Effect of oblique angle on the formability, crystal growth behavior and microstructure in laser direct energy deposited thin-wall structure of single-crystal superalloy
- Resource Type
- article
- Authors
- Zhaoyang Liu; Xiaochu Liu; Tao Zou; Yafei Wang; Jinrui Xiao; Zhongwei Liang
- Source
- Journal of Materials Research and Technology, Vol 29, Iss , Pp 4406-4417 (2024)
- Subject
- Single-crystal superalloy
Crystal growth
Microstructure
Laser direct energy deposition
Mining engineering. Metallurgy
TN1-997
- Language
- English
- ISSN
- 2238-7854
Laser directed energy deposition process shows a tremendous potential to additively repair and manufacture single-crystal components in a near-net shape. For the specific non-vertical structure such as the tilted and torsional sidewalls of single-crystal components, achieving complete monocrystalline nature in the manufactured zone is still a great challenge and hazy. In this study, oblique thin-wall structures of single-crystal superalloy were fabricated by coaxial laser directed energy deposition process. The effect of oblique angle on the formability, crystal growth behavior and microstructure formation in thin-wall structures of single-crystal superalloy was discussed. The results showed that the critical oblique angle for good formability of thin-wall structure is 30°. A poor-quality and shapeless deposited bead forms once the oblique angle researches 40°. The thin-wall structure inherits the [001]/ crystalline orientation from parent single-crystal substrate through the continuous epitaxial growth of ultrafine columnar dendrites. The competition and alternate development of primary trunks-secondary arms-tertiary arms achieve the multiplication and reproduction of ideal columnar dendrites along the [001]/ crystalline orientation in the overhanging region of the thin-wall structure.
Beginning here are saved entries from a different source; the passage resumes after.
//! Table controller: one table instance wired together

use std::sync::Arc;

use parking_lot::Mutex;
use serde_json::Value;
use tokio::sync::watch;
use tokio::task::JoinHandle;
use tokio_util::sync::CancellationToken;
use ztable_core::{ColumnDef, Filter};
use ztable_persistence::{PersistenceBridge, RecentSearches, spawn_persistence_writer};
use ztable_state::{
    CellRef, ParamsUpdate, QueryKey, StateOptions, TableAction, TableState, TableStore,
};

use crate::{
    CommitOutcome, EditController, FacetCache, FacetStatus, FetchOrchestrator, FetchOutcome,
    ListSource, RowUpdater, ServiceResult, TableOptions, TableTransport, spawn_fetch_reactor,
    spawn_search_debouncer,
};

/// Owns the store of one table and the background tasks that keep it in sync.
///
/// Construction hydrates the state from the URL and storage, then starts three tasks: the
/// fetch reactor, the search debouncer and the persistence writer. Dropping the controller
/// (or calling [`TableController::shutdown`]) stops them; pending persistence writes are
/// dropped.
///
/// Must be created inside a Tokio runtime.
pub struct TableController {
    store: TableStore,
    fetcher: Arc<FetchOrchestrator>,
    edits: EditController,
    facets: FacetCache,
    bridge: Arc<PersistenceBridge>,
    recent: Mutex<RecentSearches>,
    columns: Arc<Vec<ColumnDef>>,
    shutdown: CancellationToken,
    tasks: Mutex<Vec<JoinHandle<()>>>,
}

impl std::fmt::Debug for TableController {
    fn fmt(&self, f: &mut std::fmt::Formatter<'_>) -> std::fmt::Result {
        f.debug_struct("TableController")
            .field("store", &self.store)
            .field("fetcher", &self.fetcher)
            .field("columns", &self.columns.len())
            .finish_non_exhaustive()
    }
}

impl TableController {
    pub fn new(options: TableOptions) -> Self {
        let TableOptions {
            transport,
            static_data,
            custom_fetcher,
            custom_row_updater,
            custom_facet_fetcher,
            request_mapper,
            response_mapper,
            columns,
            id_key,
            accordion_mode,
            page_size,
            search_debounce,
            save_timeout,
            mut persistence,
            location,
            local_storage,
            session_storage,
        } = options;

        persistence.default_page_size = page_size;
        let bridge = Arc::new(PersistenceBridge::new(
            location,
            local_storage,
            session_storage,
            persistence,
        ));
        let recent = bridge.recent_searches();

        let mut initial = TableState::new(StateOptions {
            id_key,
            accordion_mode,
        })
        .with_page_size(page_size);
        initial.loading = true;
        let initial = bridge.hydrate(initial);
        let store = TableStore::new(initial);

        let columns = Arc::new(columns);
        let source = match (&static_data, custom_fetcher, &transport) {
            (Some(records), _, _) => ListSource::static_records(Arc::clone(records)),
            (None, Some(fetcher), _) => ListSource::Custom(fetcher),
            (None, None, Some(transport)) => ListSource::Remote(Arc::clone(transport)),
            (None, None, None) => ListSource::Unconfigured,
        };
        tracing::info!(source = ?source, columns = columns.len(), "table controller created");

        let fetcher = Arc::new(FetchOrchestrator::new(
            store.clone(),
            source,
            request_mapper,
            response_mapper,
        ));

        let updater = match (custom_row_updater, &transport) {
            (Some(updater), _) => RowUpdater::Custom(updater),
            (None, Some(transport)) => RowUpdater::Remote(Arc::clone(transport)),
            (None, None) => RowUpdater::Unconfigured,
        };
        let edits = EditController::new(store.clone(), Arc::clone(&columns), updater, save_timeout);

        let mut facets = FacetCache::new(store.clone(), Arc::clone(&columns));
        if let Some(transport) = transport {
            facets = facets.with_transport(transport);
        }
        if let Some(fetcher) = custom_facet_fetcher {
            facets = facets.with_custom_fetcher(fetcher);
        }
        if let Some(records) = static_data {
            facets = facets.with_static_records(records);
        }

        let shutdown = CancellationToken::new();
        let tasks = vec![
            spawn_fetch_reactor(Arc::clone(&fetcher), shutdown.child_token()),
            spawn_search_debouncer(store.clone(), search_debounce, shutdown.child_token()),
            spawn_persistence_writer(Arc::clone(&bridge), store.subscribe(), shutdown.child_token()),
        ];

        Self {
            store,
            fetcher,
            edits,
            facets,
            bridge,
            recent: Mutex::new(recent),
            columns,
            shutdown,
            tasks: Mutex::new(tasks),
        }
    }

    pub fn state(&self) -> Arc<TableState> {
        self.store.state()
    }

    pub fn subscribe(&self) -> watch::Receiver<Arc<TableState>> {
        self.store.subscribe()
    }

    pub fn store(&self) -> &TableStore {
        &self.store
    }

    pub fn columns(&self) -> &[ColumnDef] {
        &self.columns
    }

    pub fn bridge(&self) -> &PersistenceBridge {
        &self.bridge
    }

    // ---- search and filters ----

    pub fn set_search_tokens(&self, tokens: Vec<String>) {
        self.store.dispatch(TableAction::SetSearchTokens(tokens));
    }

    /// Add a global search term as a token and remember it as a recent search
    pub fn submit_search(&self, term: &str) {
        let term = term.trim();
        if term.is_empty() {
            return;
        }
        self.recent.lock().record(term);
        let state = self.store.state();
        if state.search_tokens.iter().any(|t| t == term) {
            return;
        }
        let mut tokens = state.search_tokens.clone();
        tokens.push(term.to_string());
        self.set_search_tokens(tokens);
    }

    pub fn remove_search_token(&self, index: usize) {
        let mut tokens = self.store.state().search_tokens.clone();
        if index < tokens.len() {
            tokens.remove(index);
            self.set_search_tokens(tokens);
        }
    }

    /// Recent global searches, most recent first
    pub fn recent_searches(&self) -> Vec<String> {
        self.recent.lock().entries().map(str::to_string).collect()
    }

    /// Replace the active filters. Every filter is validated first; nothing is applied when
    /// one of them is invalid.
    pub fn set_filters(&self, filters: Vec<Filter>) -> ServiceResult<()> {
        for filter in &filters {
            filter.validate()?;
        }
        self.store.dispatch(TableAction::SetFilters(filters));
        Ok(())
    }

    pub fn add_filter(&self, filter: Filter) -> ServiceResult<()> {
        let mut filters = self.store.state().active_filters.clone();
        filters.push(filter);
        self.set_filters(filters)
    }

    pub fn remove_filter(&self, index: usize) {
        let mut filters = self.store.state().active_filters.clone();
        if index < filters.len() {
            filters.remove(index);
            self.store.dispatch(TableAction::SetFilters(filters));
        }
    }

    /// Clear filters, search and row expansion
    pub fn clear_filters(&self) {
        self.store.dispatch(TableAction::ClearFilters);
    }

    // ---- paging and sorting ----

    /// Cycle the sort of a column: ascending, descending, off
    pub fn toggle_sort(&self, key: &str) {
        let next = self.store.state().sort_config.cycle(key);
        self.store.dispatch(TableAction::UpdateParams(ParamsUpdate::sort(next)));
    }

    pub fn set_page(&self, page: u64) {
        self.store.dispatch(TableAction::UpdateParams(ParamsUpdate::page(page)));
    }

    pub fn set_page_size(&self, page_size: u64) {
        self.store.dispatch(TableAction::UpdateParams(ParamsUpdate::page_size(page_size)));
    }

    // ---- columns and rows ----

    pub fn toggle_column(&self, key: &str) {
        self.store.dispatch(TableAction::ToggleColumn(key.to_string()));
    }

    pub fn toggle_row_expansion(&self, row_id: &str) {
        self.store.dispatch(TableAction::ToggleRowExpansion(row_id.to_string()));
    }

    pub fn expand_all(&self) {
        self.store.dispatch(TableAction::ExpandAll);
    }

    pub fn collapse_all(&self) {
        self.store.dispatch(TableAction::CollapseAll);
    }

    // ---- editing ----

    pub fn start_edit(&self, cell: CellRef) -> ServiceResult<()> {
        self.edits.start_edit(cell)
    }

    pub fn cancel_edit(&self, cell: &CellRef) -> bool {
        self.edits.cancel_edit(cell)
    }

    pub async fn commit_edit(&self, cell: CellRef, value: Value) -> ServiceResult<CommitOutcome> {
        self.edits.commit(cell, value).await
    }

    pub fn edits(&self) -> &EditController {
        &self.edits
    }

    pub async fn ensure_facets(&self, field: &str) -> FacetStatus {
        self.facets.ensure(field).await
    }

    // ---- fetching ----

    /// Re-issue the current request, e.g. to retry after a transport failure
    pub async fn refresh(&self) -> ServiceResult<FetchOutcome> {
        self.fetcher.refresh().await
    }

    /// Point the table at a transport, replacing whatever list source it had
    pub async fn reconfigure(&self, transport: Arc<dyn TableTransport>) -> ServiceResult<FetchOutcome> {
        self.fetcher.reconfigure(ListSource::Remote(transport));
        self.refresh().await
    }

    pub fn fetcher(&self) -> &Arc<FetchOrchestrator> {
        &self.fetcher
    }

    /// Wait until the search term has settled and the current query has been answered
    /// (successfully or not)
    pub async fn settled(&self) {
        let mut states = self.store.subscribe();
        let mut answered = self.fetcher.subscribe_settled();
        loop {
            let done = {
                let state = Arc::clone(&states.borrow_and_update());
                let key = answered.borrow_and_update().clone();
                is_settled(&state, key.as_ref())
            };
            if done {
                return;
            }
            tokio::select! {
                changed = states.changed() => if changed.is_err() { return },
                changed = answered.changed() => if changed.is_err() { return },
            }
        }
    }

    /// Stop the background tasks and wait for them to finish
    pub async fn shutdown(&self) {
        self.shutdown.cancel();
        let tasks: Vec<_> = std::mem::take(&mut *self.tasks.lock());
        for task in tasks {
            if let Err(e) = task.await {
                tracing::debug!(error = %e, "table task ended abnormally");
            }
        }
    }
}

impl Drop for TableController {
    fn drop(&mut self) {
        self.shutdown.cancel();
    }
}

fn is_settled(state: &TableState, answered: Option<&QueryKey>) -> bool {
    !state.loading
        && state.joined_search() == state.debounced_search_term
        && answered.is_some_and(|key| *key == state.query_key())
}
Periodic segregation forms among the columnar dendrites. Epitaxial-growth continuity of the columnar dendrites with consistent crystalline orientation of substrate can be successfully achieved in large-scale tilted and torsional thin-wall structures of single-crystal superalloy with proper processing parameters. These findings are of great importance in the microstructure control for additively manufacturing complex single-crystal components by laser directed energy deposition process.